*Exercise goal*
Scan the entries below for the word "grid". Copy out every line in which it occurs.

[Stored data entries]
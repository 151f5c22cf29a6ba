use crate::error::TooManyParts;
use serde::{Deserialize, Serialize};
use std::collections::BTreeMap;
use std::fmt;

// Type aliases for clarity
pub type Cohort = String;
pub type Day = String;
pub type Slot = String;

/// Separator used on the wire when one cell carries two parallel lab groups.
pub const PARALLEL_SEPARATOR: char = '/';

/// Marker for teacher names that are placeholders rather than real people.
pub const TBD_MARKER: &str = "TBD";

/// Status of one (cohort, day, slot) cell.
#[derive(Debug, Clone, Copy, PartialEq, Eq, Hash, Deserialize, Serialize)]
pub enum Status {
    Free,
    #[serde(rename = "To Be Assigned")]
    ToBeAssigned,
    Assigned,
}

/// The record stored inside a slot's single-element list.
///
/// `subject`, `teacher` and `room` are joined `"x / y"` strings on the wire
/// and parsed into [`Parallel`] values on the way in.
#[derive(Debug, Clone, PartialEq, Deserialize, Serialize)]
pub struct CellRecord {
    pub status: Status,
    #[serde(default, with = "joined", skip_serializing_if = "Option::is_none")]
    pub subject: Option<Parallel<String>>,
    #[serde(default, with = "joined", skip_serializing_if = "Option::is_none")]
    pub teacher: Option<Parallel<String>>,
    #[serde(default, with = "joined", skip_serializing_if = "Option::is_none")]
    pub room: Option<Parallel<String>>,
    /// Fields this crate does not interpret (`time`, annotations, ...).
    #[serde(flatten)]
    pub extra: BTreeMap<String, serde_json::Value>,
}

/// Names that stand for a teacher not hired yet.
pub fn is_placeholder_teacher(name: &str) -> bool {
    name.contains(TBD_MARKER)
}

impl CellRecord {
    pub fn with_status(status: Status) -> Self {
        Self {
            status,
            subject: None,
            teacher: None,
            room: None,
            extra: BTreeMap::new(),
        }
    }

    pub fn assigned(
        subject: Parallel<String>,
        teacher: Parallel<String>,
        room: Parallel<String>,
    ) -> Self {
        Self {
            status: Status::Assigned,
            subject: Some(subject),
            teacher: Some(teacher),
            room: Some(room),
            extra: BTreeMap::new(),
        }
    }

    /// The subject of a theory cell; `None` for paired lab cells.
    pub fn single_subject(&self) -> Option<&str> {
        self.subject.as_ref()?.single().map(String::as_str)
    }

    /// Teachers occupied by this cell. Placeholder ("TBD") names are dropped.
    pub fn teachers(&self) -> impl Iterator<Item = &str> {
        self.teacher
            .iter()
            .flat_map(|p| p.iter())
            .map(String::as_str)
            .filter(|t| !is_placeholder_teacher(t))
    }

    /// Rooms occupied by this cell.
    pub fn rooms(&self) -> impl Iterator<Item = &str> {
        self.room.iter().flat_map(|p| p.iter()).map(String::as_str)
    }
}

/// One cohort's row for a single day: slot name -> `[CellRecord]`.
#[derive(Debug, Clone, PartialEq, Deserialize, Serialize)]
pub struct CohortRow {
    pub section: Cohort,
    #[serde(flatten)]
    pub slots: BTreeMap<Slot, Vec<CellRecord>>,
}

impl CohortRow {
    pub fn cell(&self, slot: &str) -> Option<&CellRecord> {
        self.slots.get(slot).and_then(|cells| cells.first())
    }

    pub fn cell_mut(&mut self, slot: &str) -> Option<&mut CellRecord> {
        self.slots.get_mut(slot).and_then(|cells| cells.first_mut())
    }
}

/// The persisted timetable: day -> ordered list of cohort rows.
pub type Timetable = BTreeMap<Day, Vec<CohortRow>>;

/// One or two parallel identities held by a single cell.
#[derive(Debug, Clone, PartialEq, Eq, Hash)]
pub enum Parallel<T> {
    One(T),
    Two(T, T),
}

impl Parallel<String> {
    /// Splits an `"x / y"` wire string. Blank halves are dropped; a fully
    /// blank string yields `Ok(None)`.
    pub fn parse(raw: &str) -> Result<Option<Self>, TooManyParts> {
        let parts: Vec<&str> = raw
            .split(PARALLEL_SEPARATOR)
            .map(str::trim)
            .filter(|p| !p.is_empty())
            .collect();
        match parts.as_slice() {
            [] => Ok(None),
            [a] => Ok(Some(Parallel::One(a.to_string()))),
            [a, b] => Ok(Some(Parallel::Two(a.to_string(), b.to_string()))),
            _ => Err(TooManyParts(raw.to_string())),
        }
    }
}

impl<T> Parallel<T> {
    pub fn single(&self) -> Option<&T> {
        match self {
            Parallel::One(a) => Some(a),
            Parallel::Two(..) => None,
        }
    }

    pub fn iter(&self) -> impl Iterator<Item = &T> {
        let (a, b) = match self {
            Parallel::One(a) => (a, None),
            Parallel::Two(a, b) => (a, Some(b)),
        };
        std::iter::once(a).chain(b)
    }
}

impl<T: fmt::Display> fmt::Display for Parallel<T> {
    fn fmt(&self, f: &mut fmt::Formatter<'_>) -> fmt::Result {
        match self {
            Parallel::One(a) => write!(f, "{a}"),
            Parallel::Two(a, b) => write!(f, "{a} {PARALLEL_SEPARATOR} {b}"),
        }
    }
}

/// Serde adapter between joined wire strings and `Option<Parallel<String>>`.
mod joined {
    use super::Parallel;
    use serde::de::Error as _;
    use serde::{Deserialize, Deserializer, Serializer};

    pub fn serialize<S: Serializer>(
        value: &Option<Parallel<String>>,
        serializer: S,
    ) -> Result<S::Ok, S::Error> {
        match value {
            Some(p) => serializer.collect_str(p),
            None => serializer.serialize_none(),
        }
    }

    pub fn deserialize<'de, D: Deserializer<'de>>(
        deserializer: D,
    ) -> Result<Option<Parallel<String>>, D::Error> {
        let raw: Option<String> = Option::deserialize(deserializer)?;
        match raw {
            Some(raw) => Parallel::parse(&raw).map_err(D::Error::custom),
            None => Ok(None),
        }
    }
}

/// Global grid settings shared by every cohort.
#[derive(Debug, Clone, Deserialize, Serialize)]
pub struct Settings {
    pub days: Vec<Day>,
    pub all_slots: Vec<Slot>,
    /// Ordered lab-block names.
    pub lab_slot: Vec<String>,
    /// Lab block -> its two constituent 1-hour slots.
    pub lab_slot_map: BTreeMap<String, (Slot, Slot)>,
    pub groups: Vec<String>,
    pub solver_timeout_seconds: f64,
    /// Keep clashes already present in fixed data in the resource pools,
    /// which makes any pass over them infeasible. Off: each clashing
    /// resource enters a pool once and a warning is logged.
    #[serde(default)]
    pub strict_fixed_data: bool,
}

/// A named stage of the multi-pass pipeline.
#[derive(Debug, Clone, Deserialize, Serialize)]
pub struct PassSpec {
    pub name: String,
    pub sections: Vec<Cohort>,
}

/// The complete configuration input.
#[derive(Debug, Clone, Deserialize, Serialize)]
pub struct Config {
    pub sections: Vec<Cohort>,
    pub settings: Settings,
    pub core_subjects: BTreeMap<Cohort, Vec<String>>,
    pub subjects: BTreeMap<Cohort, Vec<(String, String)>>,
    #[serde(default)]
    pub labs: BTreeMap<Cohort, Vec<String>>,
    #[serde(default)]
    pub lab_teachers: BTreeMap<Cohort, BTreeMap<String, String>>,
    pub section_theory_rooms: BTreeMap<Cohort, String>,
    pub lab_rooms: Vec<String>,
    #[serde(default)]
    pub passes: Vec<PassSpec>,
}

/// The request body of the HTTP solve endpoint.
#[derive(Debug, Clone, Deserialize)]
pub struct SolveRequest {
    pub config: Config,
    pub timetable: Timetable,
    /// Cohorts to solve; defaults to the configured passes.
    #[serde(default)]
    pub sections: Option<Vec<Cohort>>,
}

/// The outcome of one stage.
#[derive(Debug, Clone, Serialize)]
#[serde(rename_all = "camelCase")]
pub struct PassReport {
    pub stage: String,
    pub sections: Vec<Cohort>,
    pub outcome: String,
    pub theory_cells_written: usize,
    pub lab_blocks_written: usize,
    pub elapsed_ms: u128,
}

impl fmt::Display for PassReport {
    fn fmt(&self, f: &mut fmt::Formatter<'_>) -> fmt::Result {
        write!(
            f,
            "[{}] {} ({} theory cells, {} lab blocks, {} ms)",
            self.stage,
            self.outcome,
            self.theory_cells_written,
            self.lab_blocks_written,
            self.elapsed_ms
        )
    }
}

/// The response of the HTTP solve endpoint.
#[derive(Debug, Clone, Serialize)]
#[serde(rename_all = "camelCase")]
pub struct SolveResponse {
    pub timetable: Timetable,
    pub passes: Vec<PassReport>,
}

#[cfg(test)]
mod tests {
    use super::*;
    use proptest::prelude::*;

    fn joined(raw: &str) -> Option<Parallel<String>> {
        Parallel::parse(raw).unwrap()
    }

    #[test]
    fn status_uses_wire_names() {
        let s: Status = serde_json::from_str("\"To Be Assigned\"").unwrap();
        assert_eq!(s, Status::ToBeAssigned);
        assert_eq!(serde_json::to_string(&Status::Free).unwrap(), "\"Free\"");
    }

    #[test]
    fn cohort_row_keeps_unknown_cell_fields() {
        let raw = r#"{"section":"CSE-A","9-10":[{"status":"Assigned","subject":"DS",
            "teacher":null,"room":"B-1","time":"9:00"}]}"#;
        let row: CohortRow = serde_json::from_str(raw).unwrap();
        let cell = row.cell("9-10").unwrap();
        assert_eq!(cell.teacher, None);
        assert_eq!(cell.single_subject(), Some("DS"));
        assert_eq!(cell.extra.get("time"), Some(&serde_json::json!("9:00")));

        let back = serde_json::to_value(&row).unwrap();
        assert_eq!(back["9-10"][0]["time"], "9:00");
        assert_eq!(back["9-10"][0]["room"], "B-1");
        assert_eq!(back["section"], "CSE-A");
    }

    #[test]
    fn joined_fields_are_parsed_on_the_way_in() {
        let raw = r#"{"status":"Assigned","subject":"DS Lab (G-A) / OS Lab (G-B)",
            "teacher":"RS / TBD-1","room":"L1 /L2"}"#;
        let cell: CellRecord = serde_json::from_str(raw).unwrap();
        assert_eq!(cell.single_subject(), None);
        assert_eq!(cell.teachers().collect::<Vec<_>>(), vec!["RS"]);
        assert_eq!(cell.rooms().collect::<Vec<_>>(), vec!["L1", "L2"]);
        assert_eq!(serde_json::to_value(&cell).unwrap()["room"], "L1 / L2");

        let blank: CellRecord =
            serde_json::from_str(r#"{"status":"Free","teacher":"  "}"#).unwrap();
        assert_eq!(blank.teacher, None);
        assert_eq!(blank.teachers().count(), 0);
    }

    #[test]
    fn three_parallel_parts_are_rejected() {
        assert_eq!(Parallel::parse("a / b / c"), Err(TooManyParts("a / b / c".into())));
        let raw = r#"{"status":"Assigned","teacher":"T1 / T2 / T3"}"#;
        let err = serde_json::from_str::<CellRecord>(raw).unwrap_err();
        assert!(err.to_string().contains("T1 / T2 / T3"));
    }

    #[test]
    fn parallel_display_matches_wire_format() {
        let p = Parallel::Two("a", "b");
        assert_eq!(p.to_string(), "a / b");
        assert_eq!(Parallel::One(3).to_string(), "3");
        assert_eq!(joined("x").unwrap().single().map(String::as_str), Some("x"));
    }

    proptest! {
        #[test]
        fn parallel_parse_inverts_display(a in "[A-Za-z0-9-]{1,8}", b in "[A-Za-z0-9-]{1,8}") {
            let joined = Parallel::Two(a.clone(), b.clone()).to_string();
            prop_assert_eq!(Parallel::parse(&joined), Ok(Some(Parallel::Two(a.clone(), b))));
            prop_assert_eq!(Parallel::parse(&a), Ok(Some(Parallel::One(a.clone()))));
        }
    }
}
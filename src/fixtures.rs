//! Small configurations and timetables shared by the unit tests.

use crate::data::{CellRecord, CohortRow, Config, Parallel, PassSpec, Settings, Status, Timetable};
use std::collections::BTreeMap;

pub const DAYS: [&str; 5] = ["Monday", "Tuesday", "Wednesday", "Thursday", "Friday"];
pub const SLOTS: [&str; 7] = ["9-10", "10-11", "11-12", "12-1", "2-3", "3-4", "4-5"];

fn strings(items: &[&str]) -> Vec<String> {
    items.iter().map(|s| s.to_string()).collect()
}

fn subject_table(pairs: &[(&str, &str)]) -> Vec<(String, String)> {
    pairs
        .iter()
        .map(|(s, t)| (s.to_string(), t.to_string()))
        .collect()
}

/// Two cohorts over a 5-day, 7-slot grid. `CSE-A` has two labs, `CSE-B`
/// has none. Both share the MATH teacher `T_MATH`.
pub fn config() -> Config {
    Config {
        sections: strings(&["CSE-A", "CSE-B"]),
        settings: Settings {
            days: strings(&DAYS),
            all_slots: strings(&SLOTS),
            lab_slot: strings(&["9-11", "11-1", "3-5"]),
            lab_slot_map: BTreeMap::from([
                ("9-11".to_string(), ("9-10".to_string(), "10-11".to_string())),
                ("11-1".to_string(), ("11-12".to_string(), "12-1".to_string())),
                ("3-5".to_string(), ("3-4".to_string(), "4-5".to_string())),
            ]),
            groups: strings(&["A", "B"]),
            solver_timeout_seconds: 30.0,
            strict_fixed_data: false,
        },
        core_subjects: BTreeMap::from([
            ("CSE-A".to_string(), strings(&["DS", "OS", "CN", "MATH"])),
            ("CSE-B".to_string(), strings(&["DS", "OS", "CN", "MATH"])),
        ]),
        subjects: BTreeMap::from([
            (
                "CSE-A".to_string(),
                subject_table(&[
                    ("DS", "T_DS"),
                    ("OS", "T_OS"),
                    ("CN", "T_CN"),
                    ("MATH", "T_MATH"),
                ]),
            ),
            (
                "CSE-B".to_string(),
                subject_table(&[
                    ("DS", "U_DS"),
                    ("OS", "U_OS"),
                    ("CN", "U_CN"),
                    ("MATH", "T_MATH"),
                ]),
            ),
        ]),
        labs: BTreeMap::from([
            ("CSE-A".to_string(), strings(&["DS Lab", "OS Lab"])),
            ("CSE-B".to_string(), vec![]),
        ]),
        lab_teachers: BTreeMap::new(),
        section_theory_rooms: BTreeMap::from([
            ("CSE-A".to_string(), "R1".to_string()),
            ("CSE-B".to_string(), "R2".to_string()),
        ]),
        lab_rooms: strings(&["L1", "L2", "L3"]),
        passes: vec![
            PassSpec {
                name: "first".into(),
                sections: strings(&["CSE-A"]),
            },
            PassSpec {
                name: "second".into(),
                sections: strings(&["CSE-B"]),
            },
        ],
    }
}

/// Every configured section, every cell `Free`.
pub fn timetable(config: &Config) -> Timetable {
    config
        .settings
        .days
        .iter()
        .map(|day| {
            let rows = config
                .sections
                .iter()
                .map(|section| CohortRow {
                    section: section.clone(),
                    slots: config
                        .settings
                        .all_slots
                        .iter()
                        .map(|slot| (slot.clone(), vec![CellRecord::with_status(Status::Free)]))
                        .collect(),
                })
                .collect();
            (day.clone(), rows)
        })
        .collect()
}

/// A parsed joined field, `"a / b"` included.
pub fn joined(raw: &str) -> Option<Parallel<String>> {
    Parallel::parse(raw).expect("at most two parts")
}

/// An `Assigned` cell from wire-format strings.
pub fn fixed(subject: &str, teacher: &str, room: &str) -> CellRecord {
    CellRecord {
        subject: joined(subject),
        teacher: joined(teacher),
        room: joined(room),
        ..CellRecord::with_status(Status::Assigned)
    }
}

pub fn mark(tt: &mut Timetable, section: &str, day: &str, slot: &str, cell: CellRecord) {
    let row = tt
        .get_mut(day)
        .and_then(|rows| rows.iter_mut().find(|r| r.section == section))
        .expect("fixture row");
    row.slots.insert(slot.to_string(), vec![cell]);
}

/// Open cells of `CSE-A`: 3 + 3 + 2 + 2 + 2 across the week, on slots that
/// block the 11-1 lab window but leave 9-11 and 3-5 free every day.
pub const CSE_A_OPEN: [(&str, &str); 12] = [
    ("Monday", "11-12"),
    ("Monday", "12-1"),
    ("Monday", "2-3"),
    ("Tuesday", "11-12"),
    ("Tuesday", "12-1"),
    ("Tuesday", "2-3"),
    ("Wednesday", "11-12"),
    ("Wednesday", "2-3"),
    ("Thursday", "11-12"),
    ("Thursday", "2-3"),
    ("Friday", "11-12"),
    ("Friday", "2-3"),
];

pub fn twelve_open_cells(config: &Config) -> Timetable {
    let mut tt = timetable(config);
    for (day, slot) in CSE_A_OPEN {
        mark(&mut tt, "CSE-A", day, slot, CellRecord::with_status(Status::ToBeAssigned));
    }
    tt
}

/// `CSE-B` gets the same open layout as `CSE-A` with the 11-1 cells moved to
/// 9-11, so both cohorts compete for `T_MATH` at 2-3 every day.
pub fn both_open(config: &Config) -> Timetable {
    let mut tt = twelve_open_cells(config);
    for (day, slot) in CSE_A_OPEN {
        let slot = match slot {
            "11-12" => "9-10",
            "12-1" => "10-11",
            other => other,
        };
        mark(&mut tt, "CSE-B", day, slot, CellRecord::with_status(Status::ToBeAssigned));
    }
    tt
}
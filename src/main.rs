mod audit;
mod config;
mod constraints;
mod cp;
mod data;
mod encoder;
mod error;
#[cfg(test)]
mod fixtures;
mod index;
mod materialize;
mod pipeline;
mod registry;
mod server;
mod store;

use crate::cp::HighsSolver;
use crate::error::PassError;
use crate::pipeline::{Pipeline, Snapshot, StageError};
use log::{error, warn};
use std::path::Path;
use std::process::ExitCode;

const DEFAULT_ADDR: &str = "127.0.0.1:8080";
const USAGE: &str = "usage: timetable_solver [solve <config> <timetable> <output> \
                     | audit <config> <timetable> | serve [addr]]";

/// Runs every configured pass. `Ok(false)` when some pass found no solution.
/// A failing pass still leaves the work of the passes before it in `output`.
fn run_solve(config: &Path, timetable: &Path, output: &Path) -> Result<bool, PassError> {
    let config = store::load_config(config)?;
    let timetable = store::load_snapshot(output, timetable)?;
    let pipeline = Pipeline::from_config(HighsSolver, &config)?;

    let (snapshot, reports, failure) = match pipeline.run(&config, Snapshot::new(timetable)) {
        Ok((snapshot, reports)) => (snapshot, reports, None),
        Err(StageError {
            stage,
            snapshot,
            reports,
            source,
        }) => {
            warn!("Stage `{stage}` failed; keeping the output of the stages before it");
            (snapshot, reports, Some(source))
        }
    };
    for report in &reports {
        println!("{report}");
    }
    if snapshot.generation > 0 {
        store::save_timetable(output, &snapshot.timetable)?;
    }
    match failure {
        Some(source) => Err(source),
        None => Ok(reports.iter().all(|r| r.outcome == "solved")),
    }
}

fn run_audit(config: &Path, timetable: &Path) -> Result<bool, PassError> {
    let config = store::load_config(config)?;
    let timetable = store::load_timetable(timetable)?;
    let findings = audit::audit(&config, &timetable, &config.sections);
    for finding in &findings {
        println!("{finding}");
    }
    println!("{} findings", findings.len());
    Ok(findings.is_empty())
}

fn exit_code(result: Result<bool, PassError>) -> ExitCode {
    match result {
        Ok(true) => ExitCode::SUCCESS,
        Ok(false) => ExitCode::from(2),
        Err(e) => {
            error!("{e}");
            ExitCode::FAILURE
        }
    }
}

#[tokio::main]
async fn main() -> ExitCode {
    env_logger::Builder::from_env(env_logger::Env::default().default_filter_or("info")).init();

    let args: Vec<String> = std::env::args().skip(1).collect();
    let args: Vec<&str> = args.iter().map(String::as_str).collect();
    match args.as_slice() {
        ["solve", config, timetable, output] => {
            exit_code(run_solve(Path::new(config), Path::new(timetable), Path::new(output)))
        }
        ["audit", config, timetable] => {
            exit_code(run_audit(Path::new(config), Path::new(timetable)))
        }
        [] | ["serve"] => serve(DEFAULT_ADDR).await,
        ["serve", addr] => serve(addr).await,
        _ => {
            eprintln!("{USAGE}");
            ExitCode::from(64)
        }
    }
}

async fn serve(addr: &str) -> ExitCode {
    match server::run_server(addr).await {
        Ok(()) => ExitCode::SUCCESS,
        Err(e) => {
            error!("Server on {addr} failed: {e}");
            ExitCode::FAILURE
        }
    }
}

*Solution to the exercise*
/// Global grid settings shared by every cohort.
/// Two cohorts over a 5-day, 7-slot grid. `CSE-A` has two labs, `CSE-B`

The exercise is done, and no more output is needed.